At the Healthcare Information and Management Systems Society (HIMSS) annual conference in Orlando, Fla., Doug Fridsma, M.D., Ph.D., chief science officer and director of the office of science and technology in the Office of the National Coordinator for Health Information Technology (ONC), presented on the national goals and priorities concerning interoperability.
As part of a Feb. 23 pre-conference symposium called, "The Interoperability Explosion: Where We Are and Where We’re Headed," Fridsma described the U.S. roadmap for achieving interoperability as well as key milestones achieved in the meaningful use Stages 1 and 2 to promote and accomplish medical data interoperability.
Fridsma explained how the stages of meaningful use act as a vehicle to accomplish healthcare's Triple Aim. Meaningful use centers around adopting electronic health record (EHR) technology, exchanging information to make it useful, and improving outcomes, he said. "And embedded in that is interoperability. You can't talk about the interoperability of a paper record," Fridsma said.
To that end, Fridsma outlined ONC's interoperability strategy, including its five pillars to achieve true interoperability. First, said Fridsma, is the meaningful adoption of EHRs. Second is developing appropriate standards and certification. Third, continued Fridsma, is ensuring privacy and security of all data. Fourth is encouraging the appropriate business and clinical incentives. And finally, Fridsma said, is having proper gorvernance to support transparent exchange and ongoing access for all patients and providers.
Digging deeper, Fridsma said the focus must be on supporting success of meaningful use, continuing to expand the value of accountable care organizations (ACOs), payment reform, DoD/VA system acquisitions and other administrative priorities, and modernizing ONC's standards portfolio to take advntage of newer simpler and more powerful standards.
"We don't want to get ourselves anchored in how we started," Fridsma said. "Ten years from now, there will be new technology and new ways to how we do things. We need to continue to look to the future and migrate, or we will get stuck in a rut."
And while it is the job of ONC to make sure that others in this space succeed, it needs to be done in incremental steps, Fridsma advised. "We will never develop interoperability solutions in a committee, hearing, or pilot. We will do it in the real world, though. Don't let the perfect become the enemy of the good. Our job doesn't become developing a health information technology infrastructure—that's your job (speaking to the audience)—but instead have a portfolio of standards that will allow us to move forward," he said.
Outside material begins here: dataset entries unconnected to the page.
use chrono::{DateTime, Utc};
use serde::{Deserialize, Serialize};
use utoipa::ToSchema;

use crate::models::irradiance::{City, Month};

// ─── Core calculation types ──────────────────────────────────────────────────

/// AC/DC losses and inverter efficiency, each a fraction in [0, 1).
#[derive(Debug, Clone, Copy, PartialEq, Serialize, Deserialize, ToSchema)]
pub struct LossFactors {
    #[serde(default = "default_ac_loss")]
    pub ac_loss: f64,
    #[serde(default = "default_dc_loss")]
    pub dc_loss: f64,
    #[serde(default = "default_inverter_efficiency")]
    pub inverter_efficiency: f64,
}

fn default_ac_loss() -> f64 { 0.03 }
fn default_dc_loss() -> f64 { 0.01 }
fn default_inverter_efficiency() -> f64 { 0.93 }

impl Default for LossFactors {
    fn default() -> Self {
        Self {
            ac_loss: default_ac_loss(),
            dc_loss: default_dc_loss(),
            inverter_efficiency: default_inverter_efficiency(),
        }
    }
}

/// Snapshot of everything the formula needs.
#[derive(Debug, Clone, Copy, PartialEq)]
pub struct CalculationInput {
    /// Pump rating (CV)
    pub pump_power_cv: f64,
    /// Hours per day the pump runs
    pub operation_hours: f64,
    /// Wh/m²/day
    pub solar_irradiance: f64,
    pub losses: LossFactors,
}

/// Intermediate values of the sizing formula plus the final capacity.
#[derive(Debug, Clone, Copy, PartialEq, Serialize, ToSchema)]
pub struct CapacityBreakdown {
    pub pump_power_kw: f64,
    /// kWh/day
    pub daily_energy_kwh: f64,
    pub ipv_efficiency: f64,
    pub global_efficiency: f64,
    /// Required array capacity (kWc). Serialised as `null` when not finite.
    pub capacity_kwc: f64,
}

// ─── REST API types ──────────────────────────────────────────────────────────

/// Body of `POST /api/capacity`.
#[derive(Debug, Clone, Deserialize, ToSchema)]
pub struct CapacityRequest {
    pub pump_power_cv: f64,
    pub operation_hours: f64,
    pub city: Option<String>,
    pub month: Option<String>,
    /// Explicit irradiance (Wh/m²/day); takes precedence over city/month
    pub solar_irradiance: Option<f64>,
    /// Overrides the configured loss factors
    pub losses: Option<LossFactors>,
}

#[derive(Debug, Serialize, ToSchema)]
pub struct CapacityResponse {
    pub timestamp: DateTime<Utc>,
    pub city: Option<City>,
    pub month: Option<Month>,
    pub pump_power_cv: f64,
    pub operation_hours: f64,
    pub solar_irradiance: f64,
    pub losses: LossFactors,
    pub breakdown: CapacityBreakdown,
    /// Same value as `breakdown.capacity_kwc`
    pub capacity_kwc: f64,
    /// Two-decimal rendering, e.g. `"0.15"`, `"Infinity"`, `"NaN"`
    pub capacity_display: String,
}

/// Defaults the form starts from, as served by `GET /api/defaults`.
#[derive(Debug, Clone, Serialize, ToSchema)]
pub struct CalculatorDefaults {
    pub pump_power_cv: f64,
    pub operation_hours: f64,
    pub losses: LossFactors,
}

// ─── HTML form ───────────────────────────────────────────────────────────────

/// Raw `application/x-www-form-urlencoded` fields. Kept as strings so the
/// numeric coercion matches what a browser form submits.
#[derive(Debug, Clone, Default, Deserialize)]
pub struct CalculatorForm {
    #[serde(default)]
    pub city: String,
    #[serde(default)]
    pub month: String,
    #[serde(default)]
    pub pump_power_cv: String,
    #[serde(default)]
    pub operation_hours: String,
}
This portfolio can't predict the future, but it will build and refine standards, said Fridsma. Included in this portfolio are: a standardized meaning through vocabularies and terminologies, so one computer understands what the other one says; a standardized structure so a computer can start at the beginning a of file and get to the end without it breaking; a standardized transport for how information is moved around; a standardized security so encryption and decryption works; and standardized services, as the entire internet runs on four different application programming interfaces (APIs), Fridsma said.
"But we won't get there by working alone," he said. "The Standards and Interoperability (S&I) Framework [a collaborative community of participants focused on facilitating the exchange of health data] is how we will solve challenges and get to where we want to be. S&I is an example of government as a platform, getting people with the same problems to come together for collective solutions."
According to Fridsma, participation and process of the S&I framework include 2,980 wiki (which includes all current content and ongoing discussion that takes place in the S&I framework community) registrants, 757 committed members, 580 committed organizations, and nearly 4,000 (out of 5,000) HL7 ballot comments resolved.
The future, said Fridsma, is about creating a learning healthcare system where patients being engaged provide an opportunity to learn about those patients. "We need to use data to improve public and patient health," he said. "What we measure needs to become actionable so we can improve."